§ **What is needed**
For the data below, report how many lines contain the string "codes" and write nothing more.

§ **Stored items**
╭──

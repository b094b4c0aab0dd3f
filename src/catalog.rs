//! Position Catalog Module
//!
//! シートの列として出力するポジションコードと、その強調色を定義するモジュール。

use crate::error::SquadSheetError;

/// 24ビットRGBカラー（例: `0x90EE90`）
pub type Rgb = u32;

/// カタログの1項目（ポジションコードと任意の強調色）
#[derive(Debug, Clone, PartialEq, Eq)]
pub struct Position {
    /// ポジションコード（例: `"GK"`）
    pub code: String,

    /// セルの塗りつぶし色（`None`の場合は塗りつぶさない）
    pub color: Option<Rgb>,
}

impl Position {
    /// 強調色付きのポジションを生成
    pub fn new(code: impl Into<String>, color: Rgb) -> Self {
        Self {
            code: code.into(),
            color: Some(color),
        }
    }

    /// 強調色なしのポジションを生成
    pub fn plain(code: impl Into<String>) -> Self {
        Self {
            code: code.into(),
            color: None,
        }
    }
}

const STANDARD_POSITIONS: [(&str, Rgb); 13] = [
    ("GK", 0x90EE90),
    ("CB", 0xFFD580),
    ("LB", 0xADD8E6),
    ("RB", 0xADD8E6),
    ("DM", 0xD8BFD8),
    ("CM", 0xD8BFD8),
    ("RM", 0xFFB6C1),
    ("LM", 0xFFFFE0),
    ("AM", 0xD8BFD8),
    ("LW", 0xFFFFE0),
    ("RW", 0xFFB6C1),
    ("SS", 0xFFA07A),
    ("CF", 0xFFA07A),
];

/// 認識するポジションコードの順序付き集合
///
/// 列の並び順はカタログの順序そのものです。カタログに含まれないポジションは
/// シートには出力されません。
///
/// # 使用例
///
/// ```rust
/// use squadsheet::PositionCatalog;
///
/// let catalog = PositionCatalog::standard();
/// assert_eq!(catalog.len(), 13);
/// assert_eq!(catalog.color_of("GK"), Some(0x90EE90));
/// assert_eq!(catalog.color_of("ST"), None);
/// ```
#[derive(Debug, Clone, PartialEq, Eq)]
pub struct PositionCatalog {
    positions: Vec<Position>,
}

impl Default for PositionCatalog {
    fn default() -> Self {
        Self::standard()
    }
}

impl PositionCatalog {
    /// 標準の13ポジション（GK, CB, LB, RB, DM, CM, RM, LM, AM, LW, RW, SS, CF）
    pub fn standard() -> Self {
        Self {
            positions: STANDARD_POSITIONS
                .iter()
                .map(|&(code, color)| Position::new(code, color))
                .collect(),
        }
    }

    /// 任意のポジション一覧からカタログを生成
    ///
    /// 内容の検証は`SquadSheetBuilder::build()`時に行われます。
    pub fn new(positions: Vec<Position>) -> Self {
        Self { positions }
    }

    /// ポジション数
    pub fn len(&self) -> usize {
        self.positions.len()
    }

    /// カタログが空かどうか
    pub fn is_empty(&self) -> bool {
        self.positions.is_empty()
    }

    /// カタログ順にポジションを列挙
    pub fn iter(&self) -> impl Iterator<Item = &Position> {
        self.positions.iter()
    }

    /// カタログ順にポジションコードを列挙
    pub fn codes(&self) -> impl Iterator<Item = &str> {
        self.positions.iter().map(|p| p.code.as_str())
    }

    /// ポジションコードに設定された強調色
    pub fn color_of(&self, code: &str) -> Option<Rgb> {
        self.positions
            .iter()
            .find(|p| p.code == code)
            .and_then(|p| p.color)
    }

    /// カタログの整合性を検証する
    pub(crate) fn validate(&self) -> Result<(), SquadSheetError> {
        if self.positions.is_empty() {
            return Err(SquadSheetError::Config(
                "Position catalog must not be empty".to_string(),
            ));
        }

        for (idx, position) in self.positions.iter().enumerate() {
            if position.code.trim().is_empty() {
                return Err(SquadSheetError::Config(format!(
                    "Position code at index {} is blank",
                    idx
                )));
            }
            if self.positions[..idx].iter().any(|p| p.code == position.code) {
                return Err(SquadSheetError::Config(format!(
                    "Duplicate position code: '{}'",
                    position.code
                )));
            }
            if let Some(color) = position.color {
                if color > 0xFF_FFFF {
                    return Err(SquadSheetError::Config(format!(
                        "Color for '{}' is not a 24-bit RGB value: {:#X}",
                        position.code, color
                    )));
                }
            }
        }

        Ok(())
    }
}

#[cfg(test)]
mod tests {
    use super::*;

    #[test]
    fn test_standard_order() {
        let catalog = PositionCatalog::standard();
        let codes: Vec<&str> = catalog.codes().collect();
        assert_eq!(
            codes,
            vec!["GK", "CB", "LB", "RB", "DM", "CM", "RM", "LM", "AM", "LW", "RW", "SS", "CF"]
        );
    }

    #[test]
    fn test_standard_colors() {
        let catalog = PositionCatalog::standard();
        assert_eq!(catalog.color_of("GK"), Some(0x90EE90));
        assert_eq!(catalog.color_of("CB"), Some(0xFFD580));
        assert_eq!(catalog.color_of("LB"), catalog.color_of("RB"));
        assert_eq!(catalog.color_of("LM"), Some(0xFFFFE0));
        assert_eq!(catalog.color_of("AM"), Some(0xD8BFD8));
        assert_eq!(catalog.color_of("RW"), Some(0xFFB6C1));
        assert_eq!(catalog.color_of("CF"), Some(0xFFA07A));
        assert!(catalog.iter().all(|p| p.color.is_some()));
    }

    #[test]
    fn test_unknown_code() {
        let catalog = PositionCatalog::standard();
        assert!(catalog.codes().all(|c| c != "ST" && c != "gk"));
        assert_eq!(catalog.color_of("ST"), None);
        assert_eq!(catalog.color_of("gk"), None);
    }

    #[test]
    fn test_plain_position_has_no_color() {
        let catalog = PositionCatalog::new(vec![Position::plain("ST"), Position::new("GK", 0x00FF00)]);
        assert_eq!(catalog.codes().collect::<Vec<_>>(), vec!["ST", "GK"]);
        assert_eq!(catalog.color_of("ST"), None);
        assert_eq!(catalog.color_of("GK"), Some(0x00FF00));
    }

    #[test]
    fn test_validate_standard() {
        assert!(PositionCatalog::standard().validate().is_ok());
    }

    #[test]
    fn test_validate_empty() {
        let result = PositionCatalog::new(vec![]).validate();
        assert!(matches!(result, Err(SquadSheetError::Config(msg)) if msg.contains("empty")));
    }

    #[test]
    fn test_validate_duplicate() {
        let catalog = PositionCatalog::new(vec![Position::plain("GK"), Position::plain("GK")]);
        match catalog.validate() {
            Err(SquadSheetError::Config(msg)) => assert!(msg.contains("Duplicate")),
            _ => panic!("Expected Config error"),
        }
    }

    #[test]
    fn test_validate_blank_code() {
        let catalog = PositionCatalog::new(vec![Position::plain("GK"), Position::plain(" ")]);
        match catalog.validate() {
            Err(SquadSheetError::Config(msg)) => assert!(msg.contains("index 1")),
            _ => panic!("Expected Config error"),
        }
    }

    #[test]
    fn test_validate_color_out_of_range() {
        let catalog = PositionCatalog::new(vec![Position::new("GK", 0x1_000_000)]);
        assert!(catalog.validate().is_err());
    }
}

╰──

§ **Response box**
5